Bike Boxes Stoke Motorist Resentment in Seattle

Changes to the street often have a way of irritating people who were accustomed to the way things used to be, but sometimes it’s surprising how seemingly minor changes can set off an angry response. In Seattle, the city’s installation of bike boxes — painted street markings that let cyclists advance to the front of an intersection and make safer turns when red lights turn green — has prompted complaints from those who think the road belongs to the users with the most horsepower.

Bike boxes put cyclists in front of motorists at intersections, literally and figuratively -- to the indignation of some motorists. Oregon Live

Erica C. Barnett of Network blog Publicola reports on her recent appearance on KOMO radio, where the subject of the segment was “the war on cars”:

Perhaps even more than “road diets,” which replace driving lanes with bike lanes and add a turn lane for cars, the bike boxes have brought out anti-bike, pro-car contingent, which argues that it’s unfair to make drivers wait for cyclists at red lights.

From the cyclist’s point of view, of course, this is an asinine argument. First, the primary point of bike boxes is to make cyclists more visible to drivers.

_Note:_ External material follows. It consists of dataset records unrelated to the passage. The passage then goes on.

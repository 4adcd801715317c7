// Version Rows
//
// Reads and writes the identity rows of node, edge and structure
// versions together with their opaque payloads. Graph-native backends
// additionally connect an edge version to its two endpoint vertices.

use std::collections::BTreeMap;

use crate::db::{tables, Connection, Field, FieldType, Row};
use crate::error::{CatalogError, Result};
use crate::id::Id;
use crate::models::{EdgeVersion, ItemKind, NodeVersion, RichPayload, StructureVersion};

/// Stateless accessors for version rows.
pub struct VersionStore;

impl VersionStore {
    pub fn insert_node_version<C: Connection + ?Sized>(conn: &mut C, version: &NodeVersion) -> Result<()> {
        conn.insert(
            tables::NODE_VERSION,
            &[
                Field::id("id", &version.id),
                Field::id("node_id", &version.node_id),
            ],
        )?;
        Self::insert_payload(conn, &version.id, &version.payload)
    }

    /// Both endpoints must be existing node versions.
    pub fn insert_edge_version<C: Connection + ?Sized>(conn: &mut C, version: &EdgeVersion) -> Result<()> {
        for endpoint in [&version.from_id, &version.to_id] {
            Self::require(conn, ItemKind::Node, endpoint)?;
        }

        let fields = [
            Field::id("id", &version.id),
            Field::id("edge_id", &version.edge_id),
            Field::id("endpoint_one", &version.from_id),
            Field::id("endpoint_two", &version.to_id),
        ];

        match conn.graph() {
            Some(graph) => {
                let vertex = graph.add_vertex(tables::EDGE_VERSION, &fields)?;
                let from = graph.get_vertex(&[Field::id("id", &version.from_id)])?;
                let to = graph.get_vertex(&[Field::id("id", &version.to_id)])?;
                graph.add_edge(tables::ENDPOINT_EDGE, from, vertex, &[])?;
                graph.add_edge(tables::ENDPOINT_EDGE, vertex, to, &[])?;
            }
            None => conn.insert(tables::EDGE_VERSION, &fields)?,
        }

        Self::insert_payload(conn, &version.id, &version.payload)
    }

    pub fn insert_structure_version<C: Connection + ?Sized>(
        conn: &mut C,
        version: &StructureVersion,
    ) -> Result<()> {
        conn.insert(
            tables::STRUCTURE_VERSION,
            &[
                Field::id("id", &version.id),
                Field::id("structure_id", &version.structure_id),
            ],
        )?;

        for (key, field_type) in &version.attributes {
            conn.insert(
                tables::STRUCTURE_VERSION_ATTRIBUTE,
                &[
                    Field::id("structure_version_id", &version.id),
                    Field::string("key", key.as_str()),
                    Field::string("type", field_type.as_str()),
                ],
            )?;
        }
        Ok(())
    }

    pub fn retrieve_node_version<C: Connection + ?Sized>(conn: &mut C, id: &Id) -> Result<NodeVersion> {
        let row = Self::require(conn, ItemKind::Node, id)?;
        Ok(NodeVersion {
            id: row.get_id("id")?,
            node_id: row.get_id("node_id")?,
            payload: Self::retrieve_payload(conn, id)?,
        })
    }

    pub fn retrieve_edge_version<C: Connection + ?Sized>(conn: &mut C, id: &Id) -> Result<EdgeVersion> {
        let row = Self::require(conn, ItemKind::Edge, id)?;
        Ok(EdgeVersion {
            id: row.get_id("id")?,
            edge_id: row.get_id("edge_id")?,
            from_id: row.get_id("endpoint_one")?,
            to_id: row.get_id("endpoint_two")?,
            payload: Self::retrieve_payload(conn, id)?,
        })
    }

    pub fn retrieve_structure_version<C: Connection + ?Sized>(
        conn: &mut C,
        id: &Id,
    ) -> Result<StructureVersion> {
        let row = Self::require(conn, ItemKind::Structure, id)?;

        let mut attributes = BTreeMap::new();
        match conn.select(
            tables::STRUCTURE_VERSION_ATTRIBUTE,
            &[Field::id("structure_version_id", id)],
        ) {
            Ok(rows) => {
                for row in rows {
                    let field_type = row.get_string("type")?.parse::<FieldType>()?;
                    attributes.insert(row.get_string("key")?, field_type);
                }
            }
            Err(err) if err.is_empty_result() => {}
            Err(err) => return Err(err),
        }

        Ok(StructureVersion {
            id: row.get_id("id")?,
            structure_id: row.get_id("structure_id")?,
            attributes,
        })
    }

    /// `NotFound` unless `version_id` is a version of `item_id`.
    pub fn require_in_item<C: Connection + ?Sized>(
        conn: &mut C,
        kind: ItemKind,
        version_id: &Id,
        item_id: &Id,
    ) -> Result<()> {
        match conn.select(
            kind.version_table(),
            &[
                Field::id("id", version_id),
                Field::id(kind.item_column(), item_id),
            ],
        ) {
            Ok(_) => Ok(()),
            Err(err) if err.is_empty_result() => Err(CatalogError::NotFound(format!(
                "{kind} version {version_id} in item {item_id}"
            ))),
            Err(err) => Err(err),
        }
    }

    fn require<C: Connection + ?Sized>(conn: &mut C, kind: ItemKind, id: &Id) -> Result<Row> {
        match conn.select(kind.version_table(), &[Field::id("id", id)]) {
            Ok(rows) => Ok(rows.first().clone()),
            Err(err) if err.is_empty_result() => {
                Err(CatalogError::NotFound(format!("{kind} version {id}")))
            }
            Err(err) => Err(err),
        }
    }

    fn insert_payload<C: Connection + ?Sized>(conn: &mut C, id: &Id, payload: &RichPayload) -> Result<()> {
        if payload.is_empty() {
            return Ok(());
        }
        conn.insert(
            tables::RICH_VERSION,
            &[
                Field::id("version_id", id),
                Field::opt_string("reference", payload.reference.as_deref()),
                Field::string("payload", serde_json::to_string(payload)?),
            ],
        )
    }

    fn retrieve_payload<C: Connection + ?Sized>(conn: &mut C, id: &Id) -> Result<RichPayload> {
        match conn.select(tables::RICH_VERSION, &[Field::id("version_id", id)]) {
            Ok(rows) => Ok(serde_json::from_str(&rows.first().get_string("payload")?)?),
            Err(err) if err.is_empty_result() => Ok(RichPayload::default()),
            Err(err) => Err(err),
        }
    }
}
// Graph-Native Backend
//
// Realizes the connection contract as a property graph: labelled
// vertices carrying property maps, and labelled directed edges.
// Tabular operations map onto vertices whose label is the table name.
//
// Isolation model:
// - `begin` snapshots the committed graph
// - reads see the snapshot plus the connection's own writes
// - writes are logged and replayed on the shared graph at commit
// - a commit whose log no longer applies is rejected as a whole

use std::collections::BTreeMap;
use std::fs;
use std::path::{Path, PathBuf};

use parking_lot::RwLock;
use serde::{Deserialize, Serialize};
use tracing::{debug, warn};
use uuid::Uuid;

use super::{
    check_identifier, Backend, Connection, EdgeHandle, EdgeRecord, Field, GraphOps, ResultSet,
    Row, Value, VertexHandle,
};
use crate::error::{CatalogError, Result};

/// A labelled vertex and its properties.
#[derive(Debug, Clone, PartialEq, Eq, Serialize, Deserialize)]
pub struct Vertex {
    pub handle: VertexHandle,
    pub label: String,
    pub properties: BTreeMap<String, Value>,
}

/// Committed (or staged) contents of a graph.
#[derive(Debug, Clone, Default, PartialEq, Eq)]
pub struct GraphState {
    vertices: BTreeMap<VertexHandle, Vertex>,
    edges: BTreeMap<EdgeHandle, EdgeRecord>,
}

/// On-disk shape of a graph file.
#[derive(Debug, Default, Serialize, Deserialize)]
struct GraphFile {
    vertices: Vec<Vertex>,
    edges: Vec<EdgeRecord>,
}

impl GraphState {
    pub fn vertex_count(&self) -> usize {
        self.vertices.len()
    }

    pub fn vertices_labelled<'a>(&'a self, label: &'a str) -> impl Iterator<Item = &'a Vertex> {
        self.vertices.values().filter(move |v| v.label == label)
    }

    pub fn edges_labelled<'a>(&'a self, label: &'a str) -> impl Iterator<Item = &'a EdgeRecord> {
        self.edges.values().filter(move |e| e.label == label)
    }

    fn matching(&self, label: Option<&str>, predicates: &[Field]) -> Vec<&Vertex> {
        self.vertices
            .values()
            .filter(|v| label.map_or(true, |l| v.label == l))
            .filter(|v| predicates.iter().all(|p| p.matches(&v.properties)))
            .collect()
    }

    fn apply(&mut self, op: &GraphOp) -> Result<()> {
        match op {
            GraphOp::AddVertex(vertex) => {
                self.vertices.insert(vertex.handle, vertex.clone());
            }
            GraphOp::AddEdge(edge) => {
                for endpoint in [edge.from, edge.to] {
                    if !self.vertices.contains_key(&endpoint) {
                        return Err(CatalogError::TransactionAborted(format!(
                            "edge `{}` endpoint was removed by a concurrent commit",
                            edge.label
                        )));
                    }
                }
                self.edges.insert(edge.handle, edge.clone());
            }
            GraphOp::RemoveVertices(handles) => {
                for handle in handles {
                    self.vertices.remove(handle);
                }
                self.edges
                    .retain(|_, e| !handles.contains(&e.from) && !handles.contains(&e.to));
            }
        }
        Ok(())
    }

    fn load(path: &Path) -> Result<Self> {
        let file: GraphFile = serde_json::from_str(&fs::read_to_string(path)?)?;
        Ok(Self {
            vertices: file.vertices.into_iter().map(|v| (v.handle, v)).collect(),
            edges: file.edges.into_iter().map(|e| (e.handle, e)).collect(),
        })
    }

    /// Write via a temp file and rename, so readers never see half a graph.
    fn persist(&self, path: &Path) -> Result<()> {
        let file = GraphFile {
            vertices: self.vertices.values().cloned().collect(),
            edges: self.edges.values().cloned().collect(),
        };
        let tmp = path.with_extension("tmp");
        fs::write(&tmp, serde_json::to_vec(&file)?)?;
        fs::rename(&tmp, path)?;
        Ok(())
    }
}

/// A staged mutation, replayed at commit.
#[derive(Debug, Clone)]
enum GraphOp {
    AddVertex(Vertex),
    AddEdge(EdgeRecord),
    RemoveVertices(Vec<VertexHandle>),
}

/// Property-graph store, in memory or backed by a JSON file.
pub struct GraphBackend {
    state: RwLock<GraphState>,
    path: Option<PathBuf>,
}

impl GraphBackend {
    pub fn in_memory() -> Self {
        Self {
            state: RwLock::new(GraphState::default()),
            path: None,
        }
    }

    /// Open a graph file, starting empty if it does not exist yet.
    pub fn open(path: impl Into<PathBuf>) -> Result<Self> {
        let path = path.into();
        let state = if path.exists() {
            GraphState::load(&path)?
        } else {
            GraphState::default()
        };
        debug!(path = %path.display(), vertices = state.vertex_count(), "opened graph backend");
        Ok(Self {
            state: RwLock::new(state),
            path: Some(path),
        })
    }

    /// Copy of the committed graph.
    pub fn snapshot(&self) -> GraphState {
        self.state.read().clone()
    }
}

impl Backend for GraphBackend {
    type Connection<'a> = GraphConnection<'a> where Self: 'a;

    fn begin(&self) -> Result<GraphConnection<'_>> {
        Ok(GraphConnection {
            backend: self,
            staged: self.snapshot(),
            ops: Vec::new(),
            finished: false,
        })
    }
}

/// One pending graph transaction.
pub struct GraphConnection<'a> {
    backend: &'a GraphBackend,
    staged: GraphState,
    ops: Vec<GraphOp>,
    finished: bool,
}

impl GraphConnection<'_> {
    fn stage(&mut self, op: GraphOp) -> Result<()> {
        self.staged.apply(&op)?;
        self.ops.push(op);
        Ok(())
    }
}

impl Connection for GraphConnection<'_> {
    fn select(&mut self, table: &str, predicates: &[Field]) -> Result<ResultSet> {
        check_identifier(table)?;
        check_fields(predicates)?;
        let rows = self
            .staged
            .matching(Some(table), predicates)
            .into_iter()
            .map(|v| Row::new(v.properties.clone()))
            .collect();
        ResultSet::from_rows(table, rows)
    }

    fn insert(&mut self, table: &str, fields: &[Field]) -> Result<()> {
        self.add_vertex(table, fields).map(|_| ())
    }

    fn delete(&mut self, table: &str, predicates: &[Field]) -> Result<()> {
        check_identifier(table)?;
        check_fields(predicates)?;
        if predicates.is_empty() {
            return Err(CatalogError::InvalidArgument(format!(
                "delete from `{table}` without predicates"
            )));
        }

        let handles: Vec<VertexHandle> = self
            .staged
            .matching(Some(table), predicates)
            .into_iter()
            .map(|v| v.handle)
            .collect();
        if handles.is_empty() {
            return Ok(());
        }
        debug!(table, count = handles.len(), "removing vertices");
        self.stage(GraphOp::RemoveVertices(handles))
    }

    fn graph(&mut self) -> Option<&mut dyn GraphOps> {
        Some(self)
    }

    fn commit(mut self) -> Result<()> {
        self.finished = true;
        if self.ops.is_empty() {
            return Ok(());
        }

        let mut shared = self.backend.state.write();
        let mut next = shared.clone();
        for op in &self.ops {
            next.apply(op)?;
        }
        if let Some(path) = &self.backend.path {
            next.persist(path)?;
        }
        *shared = next;
        debug!(ops = self.ops.len(), "graph transaction committed");
        Ok(())
    }

    fn abort(mut self) -> Result<()> {
        self.finished = true;
        Ok(())
    }
}

impl GraphOps for GraphConnection<'_> {
    fn add_vertex(&mut self, label: &str, fields: &[Field]) -> Result<VertexHandle> {
        check_identifier(label)?;
        check_fields(fields)?;
        let vertex = Vertex {
            handle: VertexHandle(Uuid::new_v4()),
            label: label.to_owned(),
            properties: Row::from_fields(fields).values().clone(),
        };
        let handle = vertex.handle;
        self.stage(GraphOp::AddVertex(vertex))?;
        Ok(handle)
    }

    fn get_vertex(&mut self, predicates: &[Field]) -> Result<VertexHandle> {
        check_fields(predicates)?;
        match self.staged.matching(None, predicates).as_slice() {
            [vertex] => Ok(vertex.handle),
            [] => Err(CatalogError::NotFound(format!(
                "vertex with {}",
                describe(predicates)
            ))),
            many => Err(CatalogError::BackendFailure(format!(
                "{} vertices match {}",
                many.len(),
                describe(predicates)
            ))),
        }
    }

    fn add_edge(
        &mut self,
        label: &str,
        from: VertexHandle,
        to: VertexHandle,
        fields: &[Field],
    ) -> Result<EdgeHandle> {
        check_identifier(label)?;
        check_fields(fields)?;
        for endpoint in [from, to] {
            if !self.staged.vertices.contains_key(&endpoint) {
                return Err(CatalogError::NotFound(format!(
                    "edge `{label}` endpoint vertex {:?}",
                    endpoint
                )));
            }
        }

        let edge = EdgeRecord {
            handle: EdgeHandle(Uuid::new_v4()),
            label: label.to_owned(),
            from,
            to,
            properties: Row::from_fields(fields).values().clone(),
        };
        let handle = edge.handle;
        self.stage(GraphOp::AddEdge(edge))?;
        Ok(handle)
    }

    fn edges(&mut self, label: &str) -> Result<Vec<EdgeRecord>> {
        check_identifier(label)?;
        Ok(self.staged.edges_labelled(label).cloned().collect())
    }
}

impl Drop for GraphConnection<'_> {
    fn drop(&mut self) {
        if !self.finished && !self.ops.is_empty() {
            warn!(
                ops = self.ops.len(),
                "graph connection dropped without commit or abort, discarding writes"
            );
        }
    }
}

fn check_fields(fields: &[Field]) -> Result<()> {
    fields.iter().try_for_each(|f| check_identifier(f.name()))
}

fn describe(predicates: &[Field]) -> String {
    predicates
        .iter()
        .map(|p| format!("{} = {:?}", p.name(), p.value()))
        .collect::<Vec<_>>()
        .join(" and ")
}
impl<B: Backend, G: IdGenerator> Catalog<B, G> {
    pub fn new(backend: B, ids: G) -> Self {
        Self {
            backend,
            ids,
            locks: ItemLocks::default(),
        }
    }

    pub fn backend(&self) -> &B {
        &self.backend
    }

    fn items(&self) -> ItemStore<'_> {
        ItemStore::new(&self.ids)
    }

    /// Create an item under a freshly minted id.
    pub fn create_item(&self, kind: ItemKind, name: Option<&str>) -> Result<Item> {
        let id = self.ids.new_id();
        self.register_item(kind, id, name)
    }

    /// Create an item under a caller-supplied id.
    pub fn register_item(&self, kind: ItemKind, id: Id, name: Option<&str>) -> Result<Item> {
        let lock = self.locks.for_item(&id);
        let _guard = lock.lock();

        let item = Item {
            id,
            kind,
            name: name.map(str::to_owned),
        };
        let items = self.items();
        transaction(&self.backend, |conn| items.create(conn, &item))?;
        info!(item = %item.id, %kind, "created item");
        Ok(item)
    }

    pub fn get_item(&self, id: &Id) -> Result<Item> {
        let items = self.items();
        transaction(&self.backend, |conn| items.retrieve(conn, id))
    }

    /// Link an existing, unlinked version of `item_id` into its lineage.
    pub fn link_version(&self, item_id: &Id, version_id: &Id, parent: Option<&Id>) -> Result<Id> {
        let lock = self.locks.for_item(item_id);
        let _guard = lock.lock();

        let items = self.items();
        let successor_id = transaction(&self.backend, |conn| {
            let item = items.retrieve(conn, item_id)?;
            VersionStore::require_in_item(conn, item.kind, version_id, item_id)?;
            items.update(conn, &item, version_id, parent)
        })?;

        info!(item = %item_id, version = %version_id, successor = %successor_id, "linked version");
        Ok(successor_id)
    }

    pub fn get_dag(&self, item_id: &Id) -> Result<VersionHistoryDag> {
        let items = self.items();
        transaction(&self.backend, |conn| {
            items.dags().retrieve_from_database(conn, item_id)
        })
    }

    pub fn get_leaves(&self, item_id: &Id) -> Result<Vec<Id>> {
        Ok(self.get_dag(item_id)?.get_leaves())
    }

    pub fn get_successor(&self, id: &Id) -> Result<VersionSuccessor> {
        let items = self.items();
        transaction(&self.backend, |conn| {
            items.dags().successors().retrieve(conn, id)
        })
    }

    /// Delete every version of `item_id` older than `num_levels` levels.
    pub fn truncate(&self, item_id: &Id, num_levels: usize) -> Result<TruncationReport> {
        let lock = self.locks.for_item(item_id);
        let _guard = lock.lock();

        let items = self.items();
        transaction(&self.backend, |conn| {
            let item = items.retrieve(conn, item_id)?;
            let mut dag = items.dags().retrieve_from_database(conn, item_id)?;
            items
                .dags()
                .truncate(conn, &mut dag, num_levels, item.kind)
        })
    }

    pub fn create_node_version(
        &self,
        node_id: &Id,
        payload: RichPayload,
        parent: Option<&Id>,
    ) -> Result<NodeVersion> {
        let lock = self.locks.for_item(node_id);
        let _guard = lock.lock();

        let version = NodeVersion {
            id: self.ids.new_id(),
            node_id: node_id.clone(),
            payload,
        };
        let items = self.items();
        transaction(&self.backend, |conn| {
            let item = items.retrieve(conn, node_id)?;
            expect_kind(&item, ItemKind::Node)?;
            VersionStore::insert_node_version(conn, &version)?;
            items.update(conn, &item, &version.id, parent)
        })?;

        info!(version = %version.id, node = %node_id, "created node version");
        Ok(version)
    }

    /// Create a version of `edge_id` connecting two node versions.
    pub fn create_edge_version(
        &self,
        edge_id: &Id,
        from_id: &Id,
        to_id: &Id,
        payload: RichPayload,
        parent: Option<&Id>,
    ) -> Result<EdgeVersion> {
        let lock = self.locks.for_item(edge_id);
        let _guard = lock.lock();

        let version = EdgeVersion {
            id: self.ids.new_id(),
            edge_id: edge_id.clone(),
            from_id: from_id.clone(),
            to_id: to_id.clone(),
            payload,
        };
        let items = self.items();
        transaction(&self.backend, |conn| {
            let item = items.retrieve(conn, edge_id)?;
            expect_kind(&item, ItemKind::Edge)?;
            VersionStore::insert_edge_version(conn, &version)?;
            items.update(conn, &item, &version.id, parent)
        })?;

        info!(version = %version.id, edge = %edge_id, "created edge version");
        Ok(version)
    }

    pub fn create_structure_version(
        &self,
        structure_id: &Id,
        attributes: BTreeMap<String, FieldType>,
        parent: Option<&Id>,
    ) -> Result<StructureVersion> {
        let lock = self.locks.for_item(structure_id);
        let _guard = lock.lock();

        let version = StructureVersion {
            id: self.ids.new_id(),
            structure_id: structure_id.clone(),
            attributes,
        };
        let items = self.items();
        transaction(&self.backend, |conn| {
            let item = items.retrieve(conn, structure_id)?;
            expect_kind(&item, ItemKind::Structure)?;
            VersionStore::insert_structure_version(conn, &version)?;
            items.update(conn, &item, &version.id, parent)
        })?;

        info!(version = %version.id, structure = %structure_id, "created structure version");
        Ok(version)
    }

    pub fn get_node_version(&self, id: &Id) -> Result<NodeVersion> {
        transaction(&self.backend, |conn| VersionStore::retrieve_node_version(conn, id))
    }

    pub fn get_edge_version(&self, id: &Id) -> Result<EdgeVersion> {
        transaction(&self.backend, |conn| VersionStore::retrieve_edge_version(conn, id))
    }

    pub fn get_structure_version(&self, id: &Id) -> Result<StructureVersion> {
        transaction(&self.backend, |conn| {
            VersionStore::retrieve_structure_version(conn, id)
        })
    }
}
//! Normalized menu model types.
//!
//! These are the validated, strongly-typed products of the schema parser.
//! They are immutable value objects: every (re)load builds fresh instances
//! and swaps them into the registry wholesale.

mod item;
mod menu;

pub use item::MenuItem;
pub use menu::{MenuDefinition, clamp_rows};

/// Default namespace applied to bare material names.
pub const DEFAULT_NAMESPACE: &str = "minecraft";

/// Normalizes a material identifier to namespaced form.
///
/// A name that already carries a namespace separator is kept verbatim; a
/// bare name is lower-cased and placed in the default namespace, so
/// `"DIAMOND"` and `"minecraft:diamond"` denote the same material.
pub fn normalize_material(raw: &str) -> String {
    if raw.contains(':') {
        raw.to_string()
    } else {
        format!("{DEFAULT_NAMESPACE}:{}", raw.to_ascii_lowercase())
    }
}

When drivers hit cyclists—and yes, cyclists do frequently get hit in right-hook accidents by inattentive drivers—the inevitable refrain is, “I didn’t see her!” Bike boxes make drivers more likely to see us.

Second, cyclists already have the right to block cars in traffic. If I’m first at a traffic light, I’m allowed to take the lane—there’s no law obligating me to scoot over when a car comes up behind me, any more than a driver is required to pull out of the way to let a car behind him pass.

Third, and most importantly: It isn’t logically consistent to argue that cyclists should have to follow the rules of the road (AKA, act like a car) and that cyclists should have to get out of the way the instant a driver shows up on the scene. If you want me to ride on the right side, obey traffic laws, stop at stop lights, and stay off the sidewalk, it makes no sense to say I should move to the side—i.e., act like a pedestrian—the second I keep someone in a car from turning right.

Elsewhere on the Network today: Kaid Benfield at NRDC’s Switchboard takes a stand against massive urban demolitions in shrinking cities. The Rails to Trails Conservancy reports $580 million has been cut from bicycle and pedestrian projects nationally due to rescissions. And World Changing ponders the future of the city of Seattle from the perspective of sustainability.